During exogenous administration of androgens, endogenous testosterone release is inhibited through feedback inhibition of pituitary luteinizing hormone (LH). At large doses of exogenous androgens, spermatogenesis may also be suppressed through feedback inhibition of pituitary follicle stimulating hormone (FSH).

There is a lack of substantial evidence that androgens are effective in fractures, surgery, convalescence, and functional uterine bleeding.

Pharmacokinetics

Testosterone in plasma is 98 percent bound to a specific testosterone-estradiol binding globulin, and about 2 percent is free. Generally, the amount of this sex-hormone binding globulin in the plasma will determine the distribution of testosterone between the free and bound forms, and the free testosterone concentration will determine its half-life.

About 90 percent of a dose of testosterone is excreted as glucuronic and sulfuric acid conjugates of testosterone and its metabolites; about 6 percent of a dose is excreted in feces, mostly in the unconjugated form. Inactivation of testosterone occurs primarily in the liver. Testosterone is metabolized to various 17-keto steroids through two different pathways. There are considerable variations of the half-life as reported in the literature, ranging from 10-100 minutes.

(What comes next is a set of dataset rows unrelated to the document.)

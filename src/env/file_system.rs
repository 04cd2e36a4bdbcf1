use crate::env::background::{BackgroundScheduler, Job};
use crate::env::{Env, RandomAccessFile, SequentialFile, WritableFile};
use crate::Result;
use std::fs::{File, OpenOptions};
use std::io::{self, Read, Seek, SeekFrom, Write};
use std::os::unix::fs::FileExt;
use std::path::{Path, PathBuf};

pub const WRITABLE_FILE_BUFFER_SIZE: usize = 65536;

/// Retry `f` while it fails with `Interrupted`.
fn retry_interrupted<T>(mut f: impl FnMut() -> io::Result<T>) -> io::Result<T> {
    loop {
        match f() {
            Err(e) if e.kind() == io::ErrorKind::Interrupted => continue,
            r => return r,
        }
    }
}

/// Fill `buf` from `read` until it is full or `read` reports end of file.
fn read_full(buf: &mut [u8], mut read: impl FnMut(&mut [u8], usize) -> io::Result<usize>) -> io::Result<usize> {
    let mut filled = 0;
    while filled < buf.len() {
        let n = retry_interrupted(|| read(&mut buf[filled..], filled))?;
        if n == 0 {
            break;
        }
        filled += n;
    }
    Ok(filled)
}

pub struct PosixSequentialFile {
    file: File,
}

impl SequentialFile for PosixSequentialFile {
    fn read(&mut self, n: usize) -> Result<Vec<u8>> {
        let mut buf = vec![0; n];
        let file = &mut self.file;
        let len = read_full(&mut buf, |b, _| file.read(b))?;
        buf.truncate(len);
        Ok(buf)
    }

    fn skip(&mut self, n: u64) -> Result<()> {
        self.file.seek(SeekFrom::Current(n as i64))?;
        Ok(())
    }
}

pub struct PosixRandomAccessFile {
    file: File,
}

impl RandomAccessFile for PosixRandomAccessFile {
    fn read(&self, offset: u64, n: usize) -> Result<Vec<u8>> {
        let mut buf = vec![0; n];
        let len = read_full(&mut buf, |b, filled| {
            self.file.read_at(b, offset + filled as u64)
        })?;
        buf.truncate(len);
        Ok(buf)
    }
}

#[cfg(feature = "mmap")]
pub mod mmap {
    use crate::env::RandomAccessFile;
    use crate::Result;
    use memmap::{Mmap, MmapOptions};
    use std::fs::File;

    /// Random access file backed by a read-only memory map of the whole file.
    pub struct MmapRandomAccessFile {
        mmap: Mmap,
    }

    impl MmapRandomAccessFile {
        pub fn open(file: &File) -> Result<MmapRandomAccessFile> {
            let mmap = unsafe { MmapOptions::new().map(file)? };
            Ok(MmapRandomAccessFile { mmap })
        }
    }

    impl RandomAccessFile for MmapRandomAccessFile {
        fn read(&self, offset: u64, n: usize) -> Result<Vec<u8>> {
            let len = self.mmap.len() as u64;
            let start = offset.min(len) as usize;
            let end = (offset.saturating_add(n as u64)).min(len) as usize;
            Ok(self.mmap[start..end].to_vec())
        }
    }
}

/// Writable file with a fixed-size append buffer.
pub struct PosixWritableFile {
    file: File,
    buf: Vec<u8>,
    path: PathBuf,
    /// Directory entries of a manifest must be durable before its contents.
    is_manifest: bool,
}

impl PosixWritableFile {
    fn new(file: File, path: &Path) -> PosixWritableFile {
        let is_manifest = path
            .file_name()
            .and_then(|n| n.to_str())
            .map_or(false, |n| n.starts_with("MANIFEST"));
        PosixWritableFile {
            file,
            buf: Vec::with_capacity(WRITABLE_FILE_BUFFER_SIZE),
            path: path.to_path_buf(),
            is_manifest,
        }
    }

    fn flush_buffer(&mut self) -> Result<()> {
        if !self.buf.is_empty() {
            self.file.write_all(&self.buf)?;
            self.buf.clear();
        }
        Ok(())
    }

    fn sync_dir_if_manifest(&self) -> Result<()> {
        if !self.is_manifest {
            return Ok(());
        }
        let dir = match self.path.parent() {
            Some(p) if !p.as_os_str().is_empty() => p,
            _ => Path::new("."),
        };
        retry_interrupted(|| File::open(dir)?.sync_all())?;
        Ok(())
    }
}

impl WritableFile for PosixWritableFile {
    fn append(&mut self, mut data: &[u8]) -> Result<()> {
        // Fit as much as possible into buffer.
        let copy = data.len().min(WRITABLE_FILE_BUFFER_SIZE - self.buf.len());
        self.buf.extend_from_slice(&data[..copy]);
        data = &data[copy..];
        if data.is_empty() {
            return Ok(());
        }

        // Can't fit in buffer, so need to do at least one write.
        self.flush_buffer()?;

        // Small writes go to buffer, large writes are written directly.
        if data.len() < WRITABLE_FILE_BUFFER_SIZE {
            self.buf.extend_from_slice(data);
            return Ok(());
        }
        self.file.write_all(data)?;
        Ok(())
    }

    fn flush(&mut self) -> Result<()> {
        self.flush_buffer()
    }

    fn sync(&mut self) -> Result<()> {
        // Ensure new files referred to by the manifest are in the filesystem.
        self.sync_dir_if_manifest()?;
        self.flush_buffer()?;
        retry_interrupted(|| self.file.sync_data())?;
        Ok(())
    }

    fn close(&mut self) -> Result<()> {
        self.flush_buffer()
    }
}

impl Drop for PosixWritableFile {
    fn drop(&mut self) {
        if let Err(e) = self.flush_buffer() {
            error!("failed to flush {}: {}", self.path.display(), e);
        }
    }
}

/// [`Env`] backed by the local file system.
#[derive(Default)]
pub struct PosixEnv {
    background: BackgroundScheduler,
}

impl PosixEnv {
    pub fn new() -> PosixEnv {
        PosixEnv::default()
    }
}

impl Env for PosixEnv {
    fn new_sequential_file(&self, path: &Path) -> Result<Box<dyn SequentialFile>> {
        let file = File::open(path)?;
        Ok(Box::new(PosixSequentialFile { file }))
    }

    fn new_random_access_file(&self, path: &Path) -> Result<Box<dyn RandomAccessFile>> {
        let file = File::open(path)?;
        #[cfg(feature = "mmap")]
        {
            // empty files cannot be mapped
            if file.metadata()?.len() > 0 {
                return Ok(Box::new(mmap::MmapRandomAccessFile::open(&file)?));
            }
        }
        Ok(Box::new(PosixRandomAccessFile { file }))
    }

    fn new_writable_file(&self, path: &Path) -> Result<Box<dyn WritableFile>> {
        let file = OpenOptions::new()
            .create(true)
            .write(true)
            .truncate(true)
            .open(path)?;
        Ok(Box::new(PosixWritableFile::new(file, path)))
    }

    fn new_appendable_file(&self, path: &Path) -> Result<Box<dyn WritableFile>> {
        let file = OpenOptions::new().create(true).append(true).open(path)?;
        Ok(Box::new(PosixWritableFile::new(file, path)))
    }

    fn file_exists(&self, path: &Path) -> bool {
        path.exists()
    }

    fn get_children(&self, dir: &Path) -> Result<Vec<String>> {
        let mut children = vec![];
        for entry in std::fs::read_dir(dir)? {
            children.push(entry?.file_name().to_string_lossy().into_owned());
        }
        Ok(children)
    }

    fn remove_file(&self, path: &Path) -> Result<()> {
        std::fs::remove_file(path)?;
        Ok(())
    }

    fn create_dir(&self, dir: &Path) -> Result<()> {
        std::fs::create_dir(dir)?;
        Ok(())
    }

    fn remove_dir(&self, dir: &Path) -> Result<()> {
        std::fs::remove_dir(dir)?;
        Ok(())
    }

    fn get_file_size(&self, path: &Path) -> Result<u64> {
        Ok(std::fs::metadata(path)?.len())
    }

    fn rename_file(&self, from: &Path, to: &Path) -> Result<()> {
        std::fs::rename(from, to)?;
        Ok(())
    }

    fn schedule(&self, job: Job) -> Result<()> {
        self.background.schedule(job)
    }
}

In many tissues the activity of testosterone appears to depend on reduction to dihydrotestosterone, which binds to cytosol receptor proteins. The steroid-receptor complex is transported to the nucleus where it initiates transcription events and cellular changes related to androgen action.

Side effects

The following adverse reactions have been identified during post-approval use of testosterone replacement therapy, including TESTOPEL®. Because these reactions are reported voluntarily from a population of uncertain size, it is not always possible to reliably estimate their frequency or establish a causal relationship to drug exposure.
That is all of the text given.